Je reconnais deux filles du lycée, je crois qu’elles sont en première. Elles sont hilares devant leur téléphone. Je ne sais pas pourquoi, mais j’ai la désagréable impression qu’elles passent leur temps à me regarder. Qu’est-ce que j’ai ? Je ne me suis pas maquillée, donc rien n’a pu couler, mon jean sort du lave-linge comme le reste de mes vêtements, ma veste est quasiment neuve. Je dois me faire des films, ce n’est pas possible autrement. Je soupire de soulagement quand le bus arrive, aux trois quarts vide. Les deux filles se mettent dans le fond, sans s’arrêter de glousser, tandis que je me glisse sur le siège derrière le conducteur, pose le casque sur mes oreilles et lance la musique. La voix d’Ed Sheeran distille sa douceur dans mes oreilles. Discrètement, je sors un petit miroir pliable de mon sac et regarde le reflet de mon visage, pour me rassurer. Rien à signaler mais l’attitude de deux filles me chiffonne.

Quand j’arrive au bahut, Paolo est déjà là, tout sourire. Il s’approche de moi et me claque la bise chaleureusement.

– Content de te voir, j’ai eu peur que tu me poses un lapin.

– Tu me dois un quart d’heure de sommeil, mais une chose promise est une chose due ! Allez, file-moi ça !

Il me tend une pile de flyers colorés.

– Il y aura aussi des affiches à placarder dans le lycée…

– On ne risque pas de rater l’info, je me moque, sauf si on est aveugle.

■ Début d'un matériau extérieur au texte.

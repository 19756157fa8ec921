//! Configuration for assembling pipelines from built-in units

use crate::packet::Packet;
use crate::pipeline::Pipeline;
use crate::selector::FeatureSelector;
use crate::unit::PipelineUnit;
use crate::units::{ChannelPicker, SegmentSummary, Statistic};
use bsp_core::{config_error, BspResult, Segment};
use serde::{Deserialize, Serialize};
use std::collections::HashSet;

/// Pipeline configuration
#[derive(Debug, Clone, PartialEq, Serialize, Deserialize)]
pub struct PipelineConfig {
    /// Pipeline name
    pub name: String,
    /// Units in execution order
    pub units: Vec<UnitConfig>,
}

/// One configured unit
#[derive(Debug, Clone, PartialEq, Serialize, Deserialize)]
#[serde(tag = "type", rename_all = "snake_case")]
pub enum UnitConfig {
    FeatureSelector {
        name: String,
        #[serde(default = "default_input_label")]
        input_label: String,
        #[serde(default = "default_selection_label")]
        output_label: String,
        rule: SelectionRule,
    },
    ChannelPicker {
        name: String,
        #[serde(default = "default_input_label")]
        input_label: String,
        channel: String,
        output_label: String,
    },
    SegmentSummary {
        name: String,
        #[serde(default = "default_input_label")]
        input_label: String,
        output_label: String,
        statistic: Statistic,
    },
}

/// Keep/drop rule evaluated on a feature's first segment
#[derive(Debug, Clone, Copy, PartialEq, Serialize, Deserialize)]
#[serde(tag = "kind", content = "threshold", rename_all = "snake_case")]
pub enum SelectionRule {
    MeanAbove(f32),
    MeanBelow(f32),
    RmsAbove(f32),
    MinSamples(usize),
}

fn default_input_label() -> String {
    Packet::TIMESERIES_LABEL.to_string()
}

fn default_selection_label() -> String {
    FeatureSelector::DEFAULT_OUTPUT_LABEL.to_string()
}

impl SelectionRule {
    pub fn keeps(&self, segment: &Segment) -> bool {
        match *self {
            SelectionRule::MeanAbove(threshold) => segment.stats().mean > threshold,
            SelectionRule::MeanBelow(threshold) => segment.stats().mean < threshold,
            SelectionRule::RmsAbove(threshold) => segment.stats().rms > threshold,
            SelectionRule::MinSamples(count) => segment.len() >= count,
        }
    }
}

impl UnitConfig {
    pub fn name(&self) -> &str {
        match self {
            UnitConfig::FeatureSelector { name, .. }
            | UnitConfig::ChannelPicker { name, .. }
            | UnitConfig::SegmentSummary { name, .. } => name,
        }
    }

    /// Instantiate the configured unit
    pub fn build(&self) -> Box<dyn PipelineUnit> {
        match self {
            UnitConfig::FeatureSelector { name, input_label, output_label, rule } => {
                let rule = *rule;
                Box::new(
                    FeatureSelector::new(name.clone(), move |segment: &Segment| Ok(rule.keeps(segment)))
                        .with_labels(input_label, output_label),
                )
            }
            UnitConfig::ChannelPicker { name, input_label, channel, output_label } => {
                Box::new(ChannelPicker::new(name.clone(), input_label, channel, output_label))
            }
            UnitConfig::SegmentSummary { name, input_label, output_label, statistic } => {
                Box::new(SegmentSummary::new(name.clone(), input_label, output_label, *statistic))
            }
        }
    }
}

impl PipelineConfig {
    /// Parse a JSON pipeline description
    pub fn from_json(json: &str) -> BspResult<Self> {
        serde_json::from_str(json).map_err(|e| config_error!("invalid pipeline JSON: {}", e))
    }

    pub fn to_json(&self) -> BspResult<String> {
        serde_json::to_string_pretty(self).map_err(|e| config_error!("cannot serialize pipeline: {}", e))
    }

    /// Select high-activity channels and summarize them
    pub fn default_selection() -> Self {
        PipelineConfig {
            name: "Default selection".to_string(),
            units: vec![
                UnitConfig::FeatureSelector {
                    name: "active channels".to_string(),
                    input_label: default_input_label(),
                    output_label: default_selection_label(),
                    rule: SelectionRule::MeanAbove(0.5),
                },
                UnitConfig::SegmentSummary {
                    name: "channel rms".to_string(),
                    input_label: default_selection_label(),
                    output_label: "rms".to_string(),
                    statistic: Statistic::Rms,
                },
            ],
        }
    }

    /// Validate configuration
    pub fn validate(&self) -> BspResult<()> {
        if self.name.is_empty() {
            return Err(config_error!("Pipeline name cannot be empty"));
        }

        if self.units.is_empty() {
            return Err(config_error!("Pipeline must have at least one unit"));
        }

        let mut names = HashSet::new();
        for unit in &self.units {
            if unit.name().is_empty() {
                return Err(config_error!("Unit names cannot be empty"));
            }
            if !names.insert(unit.name()) {
                return Err(config_error!("Unit name '{}' is used more than once", unit.name()));
            }
        }

        Ok(())
    }

    /// Validate and assemble; unit compatibility is checked as each is added
    pub fn build(&self) -> BspResult<Pipeline> {
        self.validate()?;

        let mut pipeline = Pipeline::named(self.name.clone());
        for unit in &self.units {
            pipeline.add_boxed(unit.build())?;
        }
        Ok(pipeline)
    }
}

– Même pas. Il est prévu que Kim fasse aussi une annonce au micro, qu’on pourra entendre dans tous les bâtiments…

– C’est moi ou tout ceci est quelque peu… excessif ?

– On va dire qu’elle prend son rôle extrêmement à cœur.

Les premiers élèves arrivent, le plus souvent seuls, tête basse. Certains sourient quand on leur tend le flyer, d’autres le refusent : ce qui est présenté comme la fête du siècle n’intéresse pas tout le monde. Rapidement, je remarque aussi une autre attitude. J’ai l’impression que des élèves me regardent étrangement, leurs visages affichent un air railleur, un peu comme les deux filles à l’arrêt de bus ce matin. Le flyer reste tendu au bout de ma main. Enlève-toi cette idée de la tête, Axelle, tu deviens parano là… Certains n’ont pas encore dû te rencontrer, tout simplement, tu es arrivée il y a quelques semaines à peine. Et si ça tombe, ce bal, tout le monde s’en moque ! Je jette un regard à Paolo, placé un peu plus loin. Vu la vitesse à laquelle il distribue les tracts, ma dernière théorie tombe à l’eau. Je sens les larmes me monter aux yeux à mesure que l’inquiétude me gagne. Que se passe-t-il ? Les regards moqueurs et les sourires en coin me sont de plus en plus difficilement supportables. Certains sortent leur téléphone. Je n’ai qu’une envie, me jeter sur eux et lire ce qu’il y a de si hilarant. Je ne prends même plus la peine de tendre la main, je reste là, fixe, les bras ballants, à laisser passer les autres autour de moi. Je n’ose même plus bouger.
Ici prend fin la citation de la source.